## Goal of the exercise
Reading the data below, count the lines that carry the string "resolved". Give nothing but the count.

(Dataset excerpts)
((

//! Template loader confined to a single template root directory.

use crate::error::{Result, SiteError};
use std::fs;
use std::path::{Path, PathBuf};

/// Loads template sources by relative name from a template root
#[derive(Debug, Clone)]
pub struct TemplateLoader {
    root: PathBuf,
}

impl TemplateLoader {
    /// Create a loader for the given template root directory
    pub fn new(root: impl AsRef<Path>) -> Result<Self> {
        let root = root
            .as_ref()
            .canonicalize()
            .map_err(|e| SiteError::TemplateRoot {
                message: format!("{}: {e}", root.as_ref().display()),
            })?;

        if !root.is_dir() {
            return Err(SiteError::TemplateRoot {
                message: format!("{} is not a directory", root.display()),
            });
        }

        Ok(Self { root })
    }

    /// The canonical template root
    pub fn root(&self) -> &Path {
        &self.root
    }

    /// Load the source of template `name`.
    ///
    /// Returns `Ok(None)` when no such template exists, so callers can fall
    /// back to another one.
    pub fn load(&self, name: &str) -> Result<Option<String>> {
        validate_template_name(name)?;

        let path = self.root.join(name);
        if !path.is_file() {
            return Ok(None);
        }
        self.ensure_within_root(name, &path)?;

        Ok(Some(fs::read_to_string(&path)?))
    }

    fn ensure_within_root(&self, name: &str, path: &Path) -> Result<()> {
        let resolved = path.canonicalize()?;
        if resolved.starts_with(&self.root) {
            return Ok(());
        }

        Err(SiteError::TemplateName {
            name: name.to_string(),
            message: format!("resolves outside the template root ({})", resolved.display()),
        })
    }
}

/// Validate a template name before touching the filesystem
fn validate_template_name(name: &str) -> Result<()> {
    let invalid = |message: &str| SiteError::TemplateName {
        name: name.to_string(),
        message: message.to_string(),
    };

    if name.is_empty() {
        return Err(invalid("empty name"));
    }

    if name.starts_with('/') {
        return Err(invalid("must be relative to the template root"));
    }

    if name.contains("..") || name.contains("//") || name.contains('\\') || name.contains(':') {
        return Err(invalid("path traversal"));
    }

    for segment in name.split('/') {
        if !is_valid_segment(segment) {
            return Err(invalid(&format!("invalid segment '{segment}'")));
        }
    }

    Ok(())
}

fn is_valid_segment(segment: &str) -> bool {
    let mut chars = segment.chars();
    match chars.next() {
        Some(c) if c.is_ascii_alphanumeric() || c == '_' => {}
        _ => return false,
    }
    chars.all(|c| c.is_ascii_alphanumeric() || matches!(c, '_' | '-' | '.'))
}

))

## Answer to the problem
3